Selten beachtet: Schilder mit Zusatzinfos an der Hauptstraße.Foto: Stolla
Selten beachtet: Schilder mit Zusatzinfos an der Hauptstraße.Foto: Stolla
Künzelsau - Künzelsau hat eine Spielstraße, auf der so gut wie nie jemand spielt. Das gilt zumindest für den asphaltierten Bereich der Hauptstraße, auf dem Autos nur Schrittgeschwindigkeit fahren dürfen. Weil sich daran aber längst nicht alle halten, spielen keine Kinder auf der Fahrbahn. Obwohl sie es, rechtlich betrachtet, dürften. Für die Polizei ist der Fall klar: Verkehrssicherheit sieht anders aus.

Uwe Trumpp kennt sich aus mit Regeln. Der Mann leitet die Verkehrspolizei in Künzelsau und ist zudem "Referent Verkehr". Als solcher muss er nach Paragraf 45 der Straßenverkehrsordnung (STVO) gehört werden, wenn die Stadt Straßen plant. "Wir sind auch gehört worden", sagt Trumpp und ergänzt hörbar lakonisch, "aber wir konnten uns mit unserer Meinung nicht durchsetzen".

Verkehrsberuhigt

Wenn es nach dem Polizisten gegangen wäre, hätten die Künzelsauer ihre neugestaltete Hauptstraße als "verkehrsberuhigten Geschäftsbereich" ausgeschildert. In dem gilt Tempo 30, und auf der Fahrbahn sind Autofahrer bevorrechtigt. Laut Uwe Trumpp wäre das eine Regelung, die der "städtebaulich durchaus gelungenen" Neugestaltung entsprochen hätte.

Ganz im Gegensatz zum "verkehrsberuhigten Bereich", landläufig als Spielstraße bekannt, den die Stadt durchsetzte. "Das Entscheidungsrecht liegt bei der Stadt", betont Günther Voith. Der Mann kennt sich aus mit Regeln. Er leitet das Ordnungsamt im Rathaus und ist überzeugt: Die Kennzeichnung als Spielstraße "ist rechtlich auf jeden Fall okay".

Fahrbahn

Dem widerspricht der Leiter der Verkehrspolizei nicht, er ist allerdings überzeugt, dass die Sicherheit "ein wenig auf der Strecke geblieben" ist. Warum? Weil die Kennzeichnung als Spielstraße nicht zur Straße passe.
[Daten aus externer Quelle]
//! PostgreSQL connection pooling

use std::time::Duration;

use serde::Deserialize;
use sqlx::postgres::{PgPool, PgPoolOptions};
use tracing::info;

use crate::domain::DomainError;

/// PostgreSQL connection configuration
#[derive(Debug, Clone, Deserialize)]
#[serde(default)]
pub struct PostgresConfig {
    /// Database connection URL
    pub url: String,
    /// Maximum number of connections in the pool
    pub max_connections: u32,
    /// Minimum number of connections to maintain
    pub min_connections: u32,
    /// Connection timeout in seconds
    pub connect_timeout_secs: u64,
    /// Idle timeout in seconds
    pub idle_timeout_secs: u64,
}

impl Default for PostgresConfig {
    fn default() -> Self {
        Self {
            url: "postgres://localhost/api_guard".to_string(),
            max_connections: 10,
            min_connections: 1,
            connect_timeout_secs: 30,
            idle_timeout_secs: 600,
        }
    }
}

impl PostgresConfig {
    pub fn new(url: impl Into<String>) -> Self {
        Self {
            url: url.into(),
            ..Default::default()
        }
    }

    pub fn with_max_connections(mut self, max: u32) -> Self {
        self.max_connections = max;
        self
    }
}

/// Open a connection pool
pub async fn connect_pool(config: &PostgresConfig) -> Result<PgPool, DomainError> {
    info!(
        max_connections = config.max_connections,
        "Connecting to PostgreSQL"
    );

    PgPoolOptions::new()
        .max_connections(config.max_connections)
        .min_connections(config.min_connections)
        .acquire_timeout(Duration::from_secs(config.connect_timeout_secs))
        .idle_timeout(Duration::from_secs(config.idle_timeout_secs))
        .connect(&config.url)
        .await
        .map_err(|e| DomainError::storage(format!("Failed to connect to PostgreSQL: {}", e)))
}

#[cfg(test)]
mod tests {
    use super::*;

    #[test]
    fn test_defaults() {
        let config = PostgresConfig::new("postgres://db/guard").with_max_connections(4);

        assert_eq!(config.url, "postgres://db/guard");
        assert_eq!(config.max_connections, 4);
        assert_eq!(config.min_connections, 1);
    }
}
Zum blauen Spielstraßenschild (Zeichen 325) steht in der STVO beispielsweise: "Kinderspiele sind überall erlaubt." Das gilt nicht nur für den gepflasterten Fußgängerbereich, sondern ausdrücklich für die gesamte Hauptstraße, also auch für die Fahrbahn, auf der maximal sieben Stundenkilometer erlaubt sind.

Untergeordnet

In der Straßenverkehrsordnung steht auch, Spielstraßen "müssen durch ihre Gestaltung den Eindruck vermitteln, dass die Aufenthaltsfunktion überwiegt und der Fahrzeugverkehr hier eine untergeordnete Bedeutung hat".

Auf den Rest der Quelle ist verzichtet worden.